Ayuso, Mañueco y Page, de
derecha a izquierda, reunidos en Ávila (foto, ConSalud.es)
Lo que cuentan
Mañueco y Page de su reunión en Ávila con Díaz Ayuso, da que pensar. Se trataba
allí del confinamiento perimetral de las comunidades de Castilla y León, Castilla-La
Mancha y Madrid, que queda encerrada entre las dos anteriores como los
calamares en el bocadillo. La coordinación del bloque geográfico compacto a
efectos de pandemia y el consenso de todas las partes en las medidas eran
condición indispensable para la eficacia del operativo que debía montarse. Page
y Mañueco expusieron sus argumentos y discutieron sobre los procedimientos,
mientras la lideresa madrileña ejercía de convidada de piedra. Solo pidió para
sí misma ser la última en hablar en la rueda de prensa, lo que lógicamente le
fue concedido, tanto por galantería como por el peso de la Comunidad madrileña
en el subconjunto allí reunido.
Acabada la
discusión con acuerdo aparente de las partes, Ayuso fue un momento al baño
antes de la rueda de prensa. No tuvo que explicar nada a nadie, sin duda en su
bolso llevaba alguna chisma (“device” lo llaman en inglés) que permitía la
escucha de lo que se había ido poniendo encima de la mesa, desde algún lugar
remoto. Recibida la oportuna consigna por el móvil, Ayuso procedió
disciplinadamente a reventar el consenso intercomunitario y la rueda de prensa
de paso.
Despuntan nuevas
formas de filibusterismo político. De la máxima buenista “lo importante es
remar juntos en la misma dirección”, se está pasando a “lo esencial es reventar
lo que hacen los otros, aunque hacerlo no sirva para nada”. Trump actúa de ese
modo. La “trumpolítica” es una especie de marca de fábrica de una determinada
forma de hacer, profundamente antidemocrática pero que rinde a las formas de la
democracia el homenaje de la hipocresía.
El gobierno Sánchez
no debe esperar gran cosa, entonces, de posibles consensos con Casado, con
Lesmes o con los cabecillas del “prusés”. El consenso no es un valor político en
sí mismo, porque en sí mismo, es decir desnudo de programa y de objetivos, dibuja
un equilibrio estático que tiende al inmovilismo absoluto, y el inmovilismo es
el oscuro objeto del deseo de quienes detentan posiciones de poder, cualquier clase
de poder. Miren las declaraciones recientes de Felipe González. Ese hombre anhela
─ desesperadamente─ volver al año 1985. Querría que la correlación de fuerzas
fuera la de entonces, que su partido fuera el mismo de entonces, y querría ser
él mismo el que fue y ya no es, el gran timonel que señala el rumbo a seguir.

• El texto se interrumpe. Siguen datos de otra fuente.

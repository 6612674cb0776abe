//! Unpadded RFC 4648 Base32, as used for TOTP secrets.
//!
//! Decoding is deliberately permissive: input is upper-cased and any
//! character outside the alphabet (spaces, dashes, `=` padding, ...) is
//! skipped rather than rejected, so secrets copied with formatting noise
//! still decode. Off-the-shelf TOTP crates reject such input, which is why
//! this codec lives here.

const ALPHABET: &[u8; 32] = b"ABCDEFGHIJKLMNOPQRSTUVWXYZ234567";

/// Encode bytes as Base32 without padding.
pub fn encode(data: &[u8]) -> String {
    let mut out = String::with_capacity(data.len().div_ceil(5) * 8);
    let mut buffer: u32 = 0;
    let mut bits_left = 0u32;

    for &byte in data {
        buffer = (buffer << 8) | u32::from(byte);
        bits_left += 8;

        while bits_left >= 5 {
            let index = (buffer >> (bits_left - 5)) & 0x1F;
            out.push(char::from(ALPHABET[index as usize]));
            bits_left -= 5;
        }
        buffer &= (1 << bits_left) - 1;
    }

    if bits_left > 0 {
        let index = (buffer << (5 - bits_left)) & 0x1F;
        out.push(char::from(ALPHABET[index as usize]));
    }

    out
}

/// Decode Base32 text, ignoring case and skipping unknown characters.
///
/// Trailing bits that do not complete a byte are discarded.
pub fn decode(text: &str) -> Vec<u8> {
    let mut out = Vec::with_capacity(text.len() * 5 / 8);
    let mut buffer: u32 = 0;
    let mut bits_left = 0u32;

    for value in text.bytes().filter_map(symbol_value) {
        buffer = (buffer << 5) | u32::from(value);
        bits_left += 5;

        if bits_left >= 8 {
            out.push(((buffer >> (bits_left - 8)) & 0xFF) as u8);
            bits_left -= 8;
        }
        buffer &= (1 << bits_left) - 1;
    }

    out
}

fn symbol_value(c: u8) -> Option<u8> {
    match c.to_ascii_uppercase() {
        c @ b'A'..=b'Z' => Some(c - b'A'),
        c @ b'2'..=b'7' => Some(c - b'2' + 26),
        _ => None,
    }
}

#[cfg(test)]
mod tests {
    use super::*;

    const VECTORS: &[(&str, &str)] = &[
        ("", ""),
        ("f", "MY"),
        ("fo", "MZXQ"),
        ("foo", "MZXW6"),
        ("foob", "MZXW6YQ"),
        ("fooba", "MZXW6YTB"),
        ("foobar", "MZXW6YTBOI"),
    ];

    #[test]
    fn test_rfc4648_vectors_encode() {
        for (plain, encoded) in VECTORS {
            assert_eq!(encode(plain.as_bytes()), *encoded, "encoding {plain:?}");
        }
    }

    #[test]
    fn test_rfc4648_vectors_decode() {
        for (plain, encoded) in VECTORS {
            assert_eq!(decode(encoded), plain.as_bytes(), "decoding {encoded:?}");
        }
    }

    #[test]
    fn test_round_trip_every_length() {
        let data: Vec<u8> = (0u8..=255).collect();
        for len in 0..data.len() {
            assert_eq!(decode(&encode(&data[..len])), &data[..len]);
        }
    }

    #[test]
    fn test_encode_uses_only_alphabet() {
        let encoded = encode(&[0xFF; 13]);
        assert!(encoded.bytes().all(|c| ALPHABET.contains(&c)));
        assert!(!encoded.contains('='));
    }

    #[test]
    fn test_decode_is_case_insensitive() {
        assert_eq!(decode("mzxw6ytboi"), b"foobar");
        assert_eq!(decode("MzXw6YtBoI"), b"foobar");
    }

    #[test]
    fn test_decode_skips_unknown_characters() {
        assert_eq!(decode("MZXW 6YTB-OI"), b"foobar");
        assert_eq!(decode("MZXW6YQ="), b"foob");
        assert_eq!(decode("MZ1XW08"), decode("MZXW"));
        assert!(decode("!!!").is_empty());
    }

    #[test]
    fn test_decode_discards_incomplete_trailing_bits() {
        // One symbol carries five bits, not enough for a byte.
        assert!(decode("M").is_empty());
    }
}
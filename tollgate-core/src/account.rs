//! Account identifiers.
//!
//! Tollgate does not manage accounts. Hosts map a submitted login
//! identifier to an [`AccountId`] through their
//! [`AccountDirectory`](crate::repositories::AccountDirectory).

use serde::{Deserialize, Serialize};

/// A stable, opaque identifier of one account in the host's directory.
#[derive(Debug, Clone, PartialEq, Eq, Hash, Serialize, Deserialize)]
pub struct AccountId(String);

impl AccountId {
    pub fn new(id: &str) -> Self {
        AccountId(id.to_string())
    }

    pub fn into_inner(self) -> String {
        self.0
    }

    pub fn as_str(&self) -> &str {
        &self.0
    }
}

impl From<String> for AccountId {
    fn from(s: String) -> Self {
        Self(s)
    }
}

impl From<&str> for AccountId {
    fn from(s: &str) -> Self {
        Self(s.to_string())
    }
}

impl std::fmt::Display for AccountId {
    fn fmt(&self, f: &mut std::fmt::Formatter<'_>) -> std::fmt::Result {
        write!(f, "{}", self.0)
    }
}
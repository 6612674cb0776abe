use thiserror::Error;

#[derive(Debug, Error)]
pub enum Error {
    #[error("Throttle error: {0}")]
    Throttle(#[from] ThrottleError),

    #[error("Two-factor error: {0}")]
    Totp(#[from] TotpError),

    #[error("Authentication error: {0}")]
    Auth(#[from] AuthError),

    #[error("Storage error: {0}")]
    Storage(#[from] StorageError),

    #[error("Validation error: {0}")]
    Validation(#[from] ValidationError),

    #[error("Cryptographic error: {0}")]
    Crypto(#[from] CryptoError),
}

/// Rejections produced by the attempt throttle.
#[derive(Debug, Clone, PartialEq, Eq, Error)]
pub enum ThrottleError {
    #[error("Too many login attempts in less than {time_limit} seconds.")]
    RateLimited { time_limit: u64 },

    #[error("Too many login attempts. Your IP is blocked for {}.", blocked_for(.block_period))]
    Blocked { block_period: u64 },

    /// Terminal transport-level rejection for programmatic callers. Hosts
    /// should answer with a bare 403 and no body.
    #[error("Forbidden")]
    Forbidden,

    #[error("Client identity could not be resolved")]
    IdentityUnresolved,
}

#[derive(Debug, Clone, PartialEq, Eq, Error)]
pub enum TotpError {
    #[error("Invalid 2FA code.")]
    InvalidCode,

    #[error("Invalid secret: {0}")]
    InvalidSecret(String),
}

#[derive(Debug, Error)]
pub enum AuthError {
    #[error("Invalid credentials")]
    InvalidCredentials,
}

#[derive(Debug, Error)]
pub enum StorageError {
    #[error("Database error: {0}")]
    Database(String),

    #[error("Serialization error: {0}")]
    Serialization(String),

    #[error("Connection error: {0}")]
    Connection(String),

    #[error("Migration error: {0}")]
    Migration(String),
}

#[derive(Debug, Error)]
pub enum ValidationError {
    #[error("Invalid configuration: {0}")]
    InvalidConfig(String),
}

#[derive(Debug, Error)]
pub enum CryptoError {
    #[error("Random source failure: {0}")]
    Random(String),
}

impl Error {
    pub fn is_throttle_error(&self) -> bool {
        matches!(self, Error::Throttle(_))
    }

    /// True when the host must terminate the transport instead of rendering an error.
    pub fn is_transport_rejection(&self) -> bool {
        matches!(self, Error::Throttle(ThrottleError::Forbidden))
    }

    pub fn is_totp_error(&self) -> bool {
        matches!(self, Error::Totp(_))
    }

    pub fn is_auth_error(&self) -> bool {
        matches!(self, Error::Auth(_))
    }

    pub fn is_storage_error(&self) -> bool {
        matches!(self, Error::Storage(_))
    }

    pub fn is_validation_error(&self) -> bool {
        matches!(self, Error::Validation(_))
    }

    pub fn is_crypto_error(&self) -> bool {
        matches!(self, Error::Crypto(_))
    }
}

impl From<serde_json::Error> for StorageError {
    fn from(e: serde_json::Error) -> Self {
        StorageError::Serialization(e.to_string())
    }
}

fn blocked_for(block_period: &u64) -> String {
    humanize_period(*block_period)
}

/// Render a period in seconds the way it is shown to a blocked user.
pub fn humanize_period(seconds: u64) -> String {
    const MINUTE: u64 = 60;
    const HOUR: u64 = 60 * MINUTE;
    const DAY: u64 = 24 * HOUR;

    let (count, unit) = match seconds {
        s if s > 0 && s % DAY == 0 => (s / DAY, "day"),
        s if s > 0 && s % HOUR == 0 => (s / HOUR, "hour"),
        s if s > 0 && s % MINUTE == 0 => (s / MINUTE, "minute"),
        s => (s, "second"),
    };

    if count == 1 {
        let article = if unit == "hour" { "an" } else { "a" };
        format!("{article} {unit}")
    } else {
        format!("{count} {unit}s")
    }
}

Lo mismo cabe decir de Aznar, trasladando la fecha correspondiente al año 2000.
Los objetivos de la
política no surgen del consenso entre las corrientes de opinión, nunca, ni en
el más pacífico de los supuestos. Siempre proceden de las expectativas y las
reivindicaciones de los distintos grupos sociales, por lo común confrontados
entre ellos. Las instituciones abandonadas a sí mismas tienden por inercia a
reafirmarse y a perpetuarse. El consenso válido aparece en todo caso después de
fijados sus objetivos por cada partido en cuanto que representante de un bloque
social; y hay que establecerlo, a partir del análisis concreto de cada cuestión
concreta como dejaron dicho nuestros maestros, con los votos eficientes disponibles
en un parlamento. Cualquier otra cosa es palabrería, en el mejor de los casos.
En el caso peor,
nos encontramos con este tipo de torpedeamientos llevados a cabo incluso contra
propuestas de conmilitones (Mañueco) o casi conmilitones (Page). Por nada, sin
objetivo ninguno, de forma gratuita, por simple mala fe.